N.W.T. budget shortchanges Beaufort Delta, leaders say

Reaction to the latest Northwest Territories budget was mixed in the Beaufort Delta, with some leaders saying the territory's northernmost region is losing out.

Reaction to the latest Northwest Territories budget was mixed in Premier Floyd Roland's home turf of the Beaufort Delta, with some leaders saying the budget cuts too many jobs and doesn't give enough support to the territory's northernmost region.

Roland, who is also finance minister, delivered the $1.2-billion budget Thursday in Yellowknife, proposing more than 100 cuts to the territorial civil service and $19 million less in spending compared with last year's revised estimates.
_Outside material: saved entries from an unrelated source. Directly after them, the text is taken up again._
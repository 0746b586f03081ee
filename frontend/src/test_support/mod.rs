#[cfg(all(test, not(target_arch = "wasm32")))]
pub mod logging;
#[cfg(all(test, not(target_arch = "wasm32")))]
pub mod ssr;

#[cfg(test)]
pub mod helpers {
    use crate::api::UserInfo;

    pub fn admin_user() -> UserInfo {
        UserInfo {
            id: "u-admin".into(),
            name: "Admin User".into(),
            email: Some("admin@example.com".into()),
            admin: true,
        }
    }

    pub fn regular_user() -> UserInfo {
        UserInfo {
            id: "u-regular".into(),
            name: "Regular User".into(),
            email: None,
            admin: false,
        }
    }
}
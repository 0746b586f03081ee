use log::{Level, LevelFilter, Log, Metadata, Record};
use std::sync::{Mutex, Once};

/// Records every log line so tests can assert that something was logged.
struct CaptureLogger;

static RECORDS: Mutex<Vec<(Level, String)>> = Mutex::new(Vec::new());
static LOGGER: CaptureLogger = CaptureLogger;
static INIT: Once = Once::new();

impl Log for CaptureLogger {
    fn enabled(&self, _: &Metadata) -> bool {
        true
    }

    fn log(&self, record: &Record) {
        if let Ok(mut records) = RECORDS.lock() {
            records.push((record.level(), record.args().to_string()));
        }
    }

    fn flush(&self) {}
}

pub fn init() {
    INIT.call_once(|| {
        if log::set_logger(&LOGGER).is_ok() {
            log::set_max_level(LevelFilter::Trace);
        }
    });
}

pub fn contains(level: Level, needle: &str) -> bool {
    RECORDS
        .lock()
        .map(|records| {
            records
                .iter()
                .any(|(l, message)| *l == level && message.contains(needle))
        })
        .unwrap_or(false)
}
use crate::pages::admin::utils::{archived_from_query, ARCHIVED_PARAM};
use leptos::*;
use leptos_router::use_query_map;

pub fn events_heading(archived: bool) -> &'static str {
    if archived {
        "Archived events"
    } else {
        "Active events"
    }
}

/// Index route under `/admin`; shows which event set the toolbar toggle selects.
#[component]
pub fn EventsOverview() -> impl IntoView {
    let query = use_query_map();
    let archived =
        Signal::derive(move || query.with(|q| archived_from_query(q.get(ARCHIVED_PARAM).map(String::as_str))));

    view! {
        <section class="events-overview p-4">
            <h2 class="text-lg font-semibold text-fg">{move || events_heading(archived.get())}</h2>
        </section>
    }
}

#[component]
pub fn NewEventPage() -> impl IntoView {
    view! {
        <section class="new-event p-4">
            <h2 class="text-lg font-semibold text-fg">"Create event"</h2>
        </section>
    }
}
use leptos::*;
use leptos_router::Outlet;

pub mod layout;
pub mod panel;
pub mod repository;
pub mod utils;
pub mod view_model;

pub use panel::AdminShell;

#[component]
pub fn AdminPage() -> impl IntoView {
    let vm = view_model::use_admin_view_model();
    view! {
        <AdminShell vm=vm>
            <Outlet />
        </AdminShell>
    }
}
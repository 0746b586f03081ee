use reqwest::{Client, RequestBuilder, Response, StatusCode};

use crate::{api::types::*, config, utils::url::absolutize};

#[derive(Clone)]
pub struct ApiClient {
    client: Client,
    base_url: Option<String>,
}

impl Default for ApiClient {
    fn default() -> Self {
        Self::new()
    }
}

impl ApiClient {
    pub fn new() -> Self {
        Self {
            client: Client::new(),
            base_url: None,
        }
    }

    pub fn new_with_base_url(base_url: impl Into<String>) -> Self {
        Self {
            client: Client::new(),
            base_url: Some(base_url.into()),
        }
    }

    async fn resolved_base_url(&self) -> String {
        let base = if let Some(base) = &self.base_url {
            base.clone()
        } else {
            config::await_api_base_url().await
        };
        absolutize(&base)
    }

    /// Fetches the signed-in user. `Ok(None)` means nobody is signed in.
    pub async fn get_user_info(&self) -> Result<Option<UserInfo>, ApiError> {
        let base_url = self.resolved_base_url().await;
        let request = self
            .client
            .get(format!("{}/user-info", base_url.trim_end_matches('/')));
        let response = with_credentials(request)
            .send()
            .await
            .map_err(|e| ApiError::request_failed(format!("Request failed: {}", e)))?;

        match response.status() {
            StatusCode::UNAUTHORIZED | StatusCode::NO_CONTENT => Ok(None),
            status if status.is_success() => response
                .json::<UserInfo>()
                .await
                .map(Some)
                .map_err(|e| ApiError::unknown(format!("Failed to parse response: {}", e))),
            _ => Err(error_from_response(response).await),
        }
    }
}

#[cfg(target_arch = "wasm32")]
fn with_credentials(builder: RequestBuilder) -> RequestBuilder {
    builder.fetch_credentials_include()
}

#[cfg(not(target_arch = "wasm32"))]
fn with_credentials(builder: RequestBuilder) -> RequestBuilder {
    builder
}

async fn error_from_response(response: Response) -> ApiError {
    let status = response.status();
    match response.json::<ApiError>().await {
        Ok(error) if error.message().is_some() => error,
        _ => ApiError::request_failed(format!(
            "Request failed with status {}",
            status.as_u16()
        )),
    }
}
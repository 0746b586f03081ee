use crate::api::{ApiClient, ApiError, UserInfo};
use std::rc::Rc;

#[derive(Clone)]
pub struct IdentityRepository {
    client: Rc<ApiClient>,
}

impl IdentityRepository {
    pub fn new_with_client(client: Rc<ApiClient>) -> Self {
        Self { client }
    }

    pub async fn get_user_info(&self) -> Result<Option<UserInfo>, ApiError> {
        self.client.get_user_info().await
    }
}
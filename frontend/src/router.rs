use leptos::*;
use leptos_meta::provide_meta_context;
use leptos_router::*;

use crate::{
    api::ApiClient,
    components::snackbar::SnackBar,
    pages::{
        admin::{utils::ADMIN_PATH, AdminPage},
        events::{EventsOverview, NewEventPage},
    },
    state::notifications::NotificationProvider,
};

pub fn mount_app() {
    mount_to_body(app_root);
}

pub fn app_root() -> impl IntoView {
    provide_meta_context();
    provide_context(ApiClient::new());
    view! {
        <NotificationProvider>
            <Router>
                <Routes>
                    <Route path="/" view=RedirectToAdmin/>
                    <Route path=ADMIN_PATH view=AdminPage>
                        <Route path="" view=EventsOverview/>
                        <Route path="new" view=NewEventPage/>
                    </Route>
                </Routes>
            </Router>
            <SnackBar/>
        </NotificationProvider>
    }
}

#[component]
fn RedirectToAdmin() -> impl IntoView {
    view! { <Redirect path=ADMIN_PATH/> }
}
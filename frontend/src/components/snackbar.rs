use crate::state::notifications::use_notifier;
use leptos::*;

/// Bottom-of-screen host for the transient notification channel.
#[component]
pub fn SnackBar() -> impl IntoView {
    let notifier = use_notifier();
    let current = notifier.current();

    view! {
        <Show when=move || current.with(Option::is_some) fallback=|| ()>
            <div
                class="snackbar fixed bottom-4 left-1/2 -translate-x-1/2 flex items-center gap-4 rounded bg-surface-inverse px-4 py-3 text-text-inverse shadow-lg"
                role="status"
                aria-live="polite"
            >
                <span class="text-sm">
                    {move || current.get().map(|n| n.message).unwrap_or_default()}
                </span>
                <button
                    type="button"
                    class="text-sm font-medium uppercase"
                    on:click=move |_| notifier.dismiss_current()
                >
                    "Dismiss"
                </button>
            </div>
        </Show>
    }
}
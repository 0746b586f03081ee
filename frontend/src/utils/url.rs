use percent_encoding::{utf8_percent_encode, AsciiSet, NON_ALPHANUMERIC};

// RFC 3986 unreserved characters stay readable.
const QUERY_VALUE: &AsciiSet = &NON_ALPHANUMERIC
    .remove(b'-')
    .remove(b'_')
    .remove(b'.')
    .remove(b'~');

pub fn encode_query_value(value: &str) -> String {
    utf8_percent_encode(value, QUERY_VALUE).to_string()
}

/// Appends `key=value` to `url`, keeping any query string already present.
pub fn append_query(url: &str, key: &str, value: &str) -> String {
    let separator = if url.contains('?') { '&' } else { '?' };
    format!(
        "{}{}{}={}",
        url,
        separator,
        encode_query_value(key),
        encode_query_value(value)
    )
}

#[cfg(target_arch = "wasm32")]
fn origin() -> Option<String> {
    web_sys::window()?.location().origin().ok()
}

#[cfg(not(target_arch = "wasm32"))]
fn origin() -> Option<String> {
    None
}

/// Prefixes root-relative URLs with the page origin; absolute URLs pass through.
pub fn absolutize(url: &str) -> String {
    absolutize_with(url, origin().as_deref())
}

fn absolutize_with(url: &str, origin: Option<&str>) -> String {
    match origin {
        Some(origin) if url.starts_with('/') && !url.starts_with("//") => {
            format!("{}{}", origin.trim_end_matches('/'), url)
        }
        _ => url.to_string(),
    }
}
pub mod client;
pub mod types;

pub use client::*;
pub use types::*;
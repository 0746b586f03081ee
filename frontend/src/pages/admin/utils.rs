use crate::api::{ApiError, UserInfo};

pub const ADMIN_PATH: &str = "/admin";
pub const NEW_EVENT_PATH: &str = "/admin/new";
pub const ARCHIVED_PARAM: &str = "archived";
pub const UNKNOWN_ERROR_MESSAGE: &str = "Unknown error";

/// Which shell the admin page renders; derived from view state, never stored.
#[derive(Debug, Clone, Copy, PartialEq, Eq)]
pub enum AdminView {
    Loading,
    Unauthenticated,
    Unauthorized,
    Authorized,
}

impl AdminView {
    pub fn derive(loaded: bool, user: Option<&UserInfo>) -> Self {
        match (loaded, user) {
            (false, _) => AdminView::Loading,
            (true, None) => AdminView::Unauthenticated,
            (true, Some(user)) if user.admin => AdminView::Authorized,
            (true, Some(_)) => AdminView::Unauthorized,
        }
    }
}

pub fn archived_from_query(value: Option<&str>) -> bool {
    value == Some("true")
}

/// The parameter is omitted entirely when `archived` is false.
pub fn archived_navigation_target(archived: bool) -> String {
    if archived {
        format!("{}?{}=true", ADMIN_PATH, ARCHIVED_PARAM)
    } else {
        ADMIN_PATH.to_string()
    }
}

/// True on the admin landing route itself, not on nested routes.
pub fn is_admin_root(pathname: &str) -> bool {
    let trimmed = pathname.trim_end_matches('/');
    trimmed == ADMIN_PATH
}

pub fn failure_message(error: &ApiError) -> String {
    format!("Error: {}", error.message().unwrap_or(UNKNOWN_ERROR_MESSAGE))
}
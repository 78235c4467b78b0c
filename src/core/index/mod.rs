//! Indexing pipeline: orchestrator, sub-indexers and status
//! reporting.
//!
//! - **orchestrator**: sequences full/incremental passes, targeted
//!   updates and purges; owns the exclusive write session
//! - **fsindexer**: filesystem crawl + per-document worker pool
//! - **importqueue**: secondary queued-import source
//! - **status**: phase machine, progress counters, side-channel file

pub mod fsindexer;
pub mod importqueue;
pub mod orchestrator;
pub mod status;

pub use fsindexer::{DocTask, FsIndexer};
pub use importqueue::ImportQueueIndexer;
pub use orchestrator::{Indexer, Speller};
pub use status::{
    read_status_file, FileStatusSink, IndexStatus, Phase, StatusTracker, StatusUpdater,
};
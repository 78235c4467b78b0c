// Status side-channel: what external pollers see

use crate::common::{config_for, TestCorpus};
use ferret::core::index::{read_status_file, FileStatusSink, Indexer, Phase};
use ferret::core::store::MemStore;
use serial_test::serial;
use std::sync::Arc;
use tempfile::TempDir;

#[test]
#[serial]
fn test_pass_reaches_done_in_status_file() {
    let corpus = TestCorpus::with_files(&[("a.txt", "some words here")]);
    let state = TempDir::new().unwrap();
    let status_path = state.path().join("idxstatus.txt");

    let mut indexer = Indexer::new(
        config_for(&corpus),
        MemStore::ephemeral(),
        Some(Arc::new(FileStatusSink::new(&status_path))),
    );
    indexer.index(true, false).unwrap();

    let status = read_status_file(&status_path).unwrap();
    assert_eq!(status.phase, Phase::Done);
    assert_eq!(status.docs_done, 1);
    assert_eq!(status.files_done, 1);
    assert_eq!(status.db_total_docs, 1);
}

#[test]
#[serial]
fn test_empty_corpus_reports_zero_docs_done() {
    let corpus = TestCorpus::empty();
    let state = TempDir::new().unwrap();
    let status_path = state.path().join("idxstatus.txt");

    let mut indexer = Indexer::new(
        config_for(&corpus),
        MemStore::ephemeral(),
        Some(Arc::new(FileStatusSink::new(&status_path))),
    );
    indexer.index(true, false).unwrap();

    let status = read_status_file(&status_path).unwrap();
    assert_eq!(status.phase, Phase::Done);
    assert_eq!(status.docs_done, 0);
}

#[test]
#[serial]
fn test_monitor_phase_report() {
    let corpus = TestCorpus::empty();
    let state = TempDir::new().unwrap();
    let status_path = state.path().join("idxstatus.txt");

    let indexer: Indexer<MemStore> = Indexer::new(
        config_for(&corpus),
        MemStore::ephemeral(),
        Some(Arc::new(FileStatusSink::new(&status_path))),
    );
    assert!(indexer.report_monitor());

    let status = read_status_file(&status_path).unwrap();
    assert_eq!(status.phase, Phase::Monitor);
}

#[test]
fn test_missing_status_file_reads_as_none() {
    let state = TempDir::new().unwrap();
    assert!(read_status_file(&state.path().join("nope")).is_none());
}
'We have no economy right now. So what is at the end of the tunnel? Where's the rainbow? I don't see it.' —Inuvik Mayor Derek Lindsay

The town of Inuvik, where Roland serves as MLA for Inuvik Boot Lake, will lose 31 government jobs if MLAs pass the budget as is, Mayor Derek Lindsay said.

Lindsay added that those job losses, along with the proposed closure of the Arctic Tern Young Offender Facility, would cost the town $4 million to $5 million a year — a potentially serious blow to the local economy, especially given that the proposed Mackenzie Valley natural gas project is still in the regulatory stages.

"Those numbers concern me," he said Thursday.

"We have no economy right now. The pipeline is still way off in never-never land. So what is at the end of the tunnel? Where's the rainbow? I don't see it."

'This will impact lives,' Roland says

Lindsay said Inuvik is bearing an unfair proportion of the job cuts compared with other N.W.T. communities. It is especially disappointing, he added, that Roland is making so many cuts in his hometown.

N.W.T. Premier and Finance Minister Floyd Roland said Thursday that his proposed budget sets 'the foundation of what we can be.' ((CBC))

Speaking to reporters Thursday before delivering the budget address, Roland said he realizes that his proposed budget could affect people and communities, including those in his home region.

"I know a lot of those people up at the Arctic Tern facility. Some of them I've seen grow up and now are part of the working world and have made investments in themselves and in the community. So it is not taken lightly that this will impact lives," Roland said.

"What we're trying to do through this whole process is look at where the Northwest Territories could be or should be. And when you look at the total package we're presenting, I believe this is the foundation of what we can be as the Northwest Territories."

Budget will 'rip apart the regions': Cournoyea

Former N.W.T. premier Nellie Cournoyea, currently president of the Inuvialuit Regional Corp., said she worries that Roland's budget continues a trend of centralizing government services in Yellowknife, disabling communities outside the capital city from managing their own services.

"What resources are at the regions to support the communities? I don't see anything at all in the budget," Cournoyea said.

"As a matter of fact, it's more centralization, where you're going to rip apart the regions, and particularly the Inuvik region and the northern end of the territories, because we're not next door to Yellowknife."

As well, Cournoyea said there's nothing in the budget that addresses the higher costs of living for residents in isolated Inuvialuit communities, like Paulatuk, Sachs Harbour, Ulukhahtok, Tuktoyaktuk and Aklavik.

"These communities are not connected, you know, so it costs a lot of money. And the evidence is — just go shopping there," Cournoyea said. "So I don't know that that has been addressed."

But at least one Beaufort Delta leader said he was pleased that the budget proposes $34 million for roads and highways, including the long-awaited road to the gravel pits outside of Tuktoyaktuk.

"I've been on the council for 12 years and I've been waiting for this ever since I started," Tuktoyaktuk Mayor Mervin Gruben said.

"It was in the books for years. Finally something's happening here."

Gruben said construction of the road will create a lot of work for people in his community.